We arrived at our hotel in San Polo (not far from the Rialto Bridge) late Thursday morning, freshened up, then strolled toward the Frari Church (on the way toward the train station to pick up a vaporetto for a cruise along the Grand canal). We planned to stop for a light lunch at Caffe dei Frari at about 1:00pm but somehow missed it entirely – likely walked right past it in a fog of jet lag – and ended up eating at the Frari branch of Muro Venezia (they have two other branches, including one by the Rialto markets). Our selection criteria: the weather was gorgeous, they had nice-looking outside seating, and our tired and hungry bodies refused to search on. It proved a very decent little spot, with a good selection of salads, pizzas, and other fare. My wife and I shared a large bottle of mineral water, half a carafe of the house white, and a salad (with good greens and bits of cheese and salami). We then each ordered a pizza and finished with espresso. Total bill: 53 Euros. (Yes, Venice is expensive!) Perhaps not a “foodie” spot but it certainly hit the spot.
It being our first day, we planned an earlyish evening dinner of cicchetti at baccari west of the Rialto Bridge. We started at Bancogiro, grabbing a table in their outside seating area in a little campo by the Grand Canal. They didn’t seem to have the typical rows of various cicchetti under a glass counter from which to choose, perhaps we missed them inside the restaurant proper. Instead, we ordered their Misti di Pesce antipasto – a selection of six small portions of traditional Venetian seafood dishes, including a delicious Sarde in Saor (the traditional Venetian dish of sardines cooked with onions, raisins, and pine nuts) and an equally delicious Bacala Mantecato (a sort of whipped salt cod spread) – and their Seleccione Formaggi – a tasting of six different cheeses with two confitures. Loved the location and the food; looked like it would make a good spot for a full dinner. With a large bottle of mineral water and two Spritz aperitivos each, the bill came to 54 Euros. (This was more expensive than the traditional ciccheti spots we visited later that evening but it also seemed to be a bit more of a “classy,” sit-down type of restaurant.) We then hit All’ Arco, Do Mori, and Do Spade. We chose two to four different cicchetti to share – simply pointed – and an ombra of the house red at each location. Some of the cicchetti included delicious bits on bread (primarily at All’ Arco) – including cheeses, sardines, salumi, etc. – as well as marinated artichoke hearts, whole tiny octopi, ham-wrapped spicy peppers, and fried rice and seafood balls. Total cost: 10 to 13 Euro at each spot. As noted by a number of Chowhound posters, it’s important to hit these spots early before their cicchetti selection runs low . . . or before they close entirely (Do Spade was winding down a few minutes before 8:00pm).

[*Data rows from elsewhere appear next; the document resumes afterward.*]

// ABOUTME: XDG Base Directory paths for cross-platform config and data storage
// ABOUTME: Provides standardized paths for the identity database and configuration

use directories::ProjectDirs;
use std::path::PathBuf;

/// Application identifier for XDG directories
const QUALIFIER: &str = "com";
const ORGANIZATION: &str = "burpla";
const APPLICATION: &str = "burpla";

/// Get XDG-compliant directories for the application
pub fn project_dirs() -> Option<ProjectDirs> {
    ProjectDirs::from(QUALIFIER, ORGANIZATION, APPLICATION)
}

/// Get the data directory path (e.g., ~/.local/share/burpla/)
/// Falls back to ./data if XDG directories unavailable
pub fn data_dir() -> PathBuf {
    project_dirs()
        .map(|p| p.data_dir().to_path_buf())
        .unwrap_or_else(|| PathBuf::from("./data"))
}

/// Get the config directory path (e.g., ~/.config/burpla/)
/// Falls back to current directory if XDG directories unavailable
pub fn config_dir() -> PathBuf {
    project_dirs()
        .map(|p| p.config_dir().to_path_buf())
        .unwrap_or_else(|| PathBuf::from("."))
}

/// Get the default config file path
/// e.g., ~/.config/burpla/config.toml
pub fn config_file() -> PathBuf {
    config_dir().join("config.toml")
}
// ABOUTME: HTTP boundary exposing session coordination and chat classification as JSON
// ABOUTME: Maps store errors to status codes; all payloads are camelCase JSON over axum

use crate::assistant::{AssistantReply, CompletionBackend, ReplyComposer};
use crate::config::Config;
use crate::session::{Session, SessionStore, StoreError};
use anyhow::{Context, Result};
use axum::{
    extract::{Path, Query, State},
    http::StatusCode,
    response::{IntoResponse, Response},
    routing::{get, post},
    Json, Router,
};
use metrics_exporter_prometheus::PrometheusHandle;
use serde::Deserialize;
use serde_json::json;
use std::sync::Arc;
use tower_http::trace::TraceLayer;

pub struct AppState {
    pub session_store: SessionStore,
    pub composer: ReplyComposer,
    pub completion: Option<Arc<dyn CompletionBackend>>,
    pub config: Arc<Config>,
    pub metrics_handle: Option<PrometheusHandle>,
}

impl AppState {
    pub fn new(config: Arc<Config>) -> Result<Self> {
        Ok(AppState {
            session_store: SessionStore::new(),
            composer: ReplyComposer::new(&config.assistant.name)?,
            completion: None,
            config,
            metrics_handle: None,
        })
    }
}

impl IntoResponse for StoreError {
    fn into_response(self) -> Response {
        let status = match &self {
            StoreError::SessionNotFound(_) => StatusCode::NOT_FOUND,
            StoreError::InvalidSessionId(_) | StoreError::InvalidUser(_) => StatusCode::BAD_REQUEST,
            StoreError::LockPoisoned(_) => StatusCode::INTERNAL_SERVER_ERROR,
        };
        let body = Json(json!({ "error": self.to_string() }));
        (status, body).into_response()
    }
}

#[derive(Debug, Deserialize)]
#[serde(rename_all = "camelCase")]
pub struct SessionRequest {
    pub session_id: String,
    pub user_id: String,
    pub user_name: String,
}

#[derive(Debug, Deserialize)]
#[serde(rename_all = "camelCase")]
pub struct RenameRequest {
    pub name: String,
}

#[derive(Debug, Deserialize)]
#[serde(rename_all = "camelCase")]
pub struct ListQuery {
    pub user_id: String,
}

#[derive(Debug, Deserialize)]
#[serde(rename_all = "camelCase")]
pub struct ChatRequest {
    #[serde(default)]
    pub session_id: Option<String>,
    pub user_id: String,
    #[serde(default)]
    pub user_name: Option<String>,
    pub message: String,
}

pub fn build_router(state: Arc<AppState>) -> Router {
    Router::new()
        .route("/health", get(health))
        .route("/metrics", get(metrics))
        .route("/session/create", post(create_session))
        .route("/session/join", post(join_session))
        .route("/session/list", get(list_sessions))
        .route("/session/{session_id}", get(get_session))
        .route("/session/{session_id}/rename", post(rename_session))
        .route("/chat/message", post(chat_message))
        .layer(TraceLayer::new_for_http())
        .with_state(state)
}

/// Bind and serve until the process exits.
pub async fn start_server(state: Arc<AppState>) -> Result<()> {
    let addr = format!(
        "{}:{}",
        state.config.server.host, state.config.server.port
    );
    let app = build_router(state);
    let listener = tokio::net::TcpListener::bind(&addr)
        .await
        .with_context(|| format!("Failed to bind {}", addr))?;
    tracing::info!(addr = %addr, "HTTP server listening");
    axum::serve(listener, app).await.context("Server failed")?;
    Ok(())
}

async fn health() -> Json<serde_json::Value> {
    Json(json!({ "status": "healthy" }))
}

async fn metrics(State(state): State<Arc<AppState>>) -> Response {
    match &state.metrics_handle {
        Some(handle) => handle.render().into_response(),
        None => (StatusCode::NOT_FOUND, "metrics not enabled").into_response(),
    }
}

pub async fn create_session(
    State(state): State<Arc<AppState>>,
    Json(req): Json<SessionRequest>,
) -> std::result::Result<Json<Session>, StoreError> {
    let session = state
        .session_store
        .create(&req.session_id, &req.user_id, &req.user_name)?;
    Ok(Json(session))
}

pub async fn join_session(
    State(state): State<Arc<AppState>>,
    Json(req): Json<SessionRequest>,
) -> std::result::Result<Json<Session>, StoreError> {
    let session = state
        .session_store
        .join(&req.session_id, &req.user_id, &req.user_name)?;
    Ok(Json(session))
}

pub async fn get_session(
    State(state): State<Arc<AppState>>,
    Path(session_id): Path<String>,
) -> std::result::Result<Json<Session>, StoreError> {
    let session = state.session_store.get(&session_id)?;
    Ok(Json(session))
}

pub async fn list_sessions(
    State(state): State<Arc<AppState>>,
    Query(query): Query<ListQuery>,
) -> std::result::Result<Json<Vec<Session>>, StoreError> {
    let sessions = state.session_store.sessions_for_user(&query.user_id)?;
    Ok(Json(sessions))
}

pub async fn rename_session(
    State(state): State<Arc<AppState>>,
    Path(session_id): Path<String>,
    Json(req): Json<RenameRequest>,
) -> std::result::Result<Json<Session>, StoreError> {
    let session = state.session_store.rename(&session_id, &req.name)?;
    Ok(Json(session))
}

/// Classify a message, route it to a card type, and when a completion
/// backend is configured, run the composed prompt through it.
pub async fn chat_message(
    State(state): State<Arc<AppState>>,
    Json(req): Json<ChatRequest>,
) -> Response {
    let mut reply = state.composer.classify(&req.message);

    // Member context is only available when the caller names a session;
    // an unknown session id is surfaced, not silently substituted.
    let members = match &req.session_id {
        Some(session_id) => match state.session_store.get(session_id) {
            Ok(session) => session.members,
            Err(e) => return e.into_response(),
        },
        None => Vec::new(),
    };

    if let Some(backend) = &state.completion {
        let sender_name = req
            .user_name
            .as_deref()
            .unwrap_or(req.user_id.as_str());
        let prompt = state
            .composer
            .compose_prompt(&req.message, sender_name, &members, &reply);
        match backend.complete(&prompt).await {
            Ok(text) => reply.reply = Some(text),
            Err(e) => {
                tracing::error!(error = %e, "Completion backend failed");
                let body = Json(json!({ "error": format!("Completion failed: {}", e) }));
                return (StatusCode::BAD_GATEWAY, body).into_response();
            }
        }
    }

    Json::<AssistantReply>(reply).into_response()
}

Friday, following a morning of touring in Piazza San Marco, we walked a few minutes away to the relative calm of the Campo Santo Gilipo e Giacomo for a lunch sitting outside at L’Acciugheta. I started with the Bacala Mantecato and then moved on to the Burrata, Insalata, e Acciughe (anchovies). My wife chose the Sarde in Saor to start and then the Insalata di Farro con Mozzarella Fiordilatte (spelt salad with tomatoes, fresh basil, and mozzarella). We very much enjoyed it all. With mineral water, two glasses of the house white, one large beer (on tap), and one espresso, the bill came to 74 Euros. (Did I mention that Venice is expensive?)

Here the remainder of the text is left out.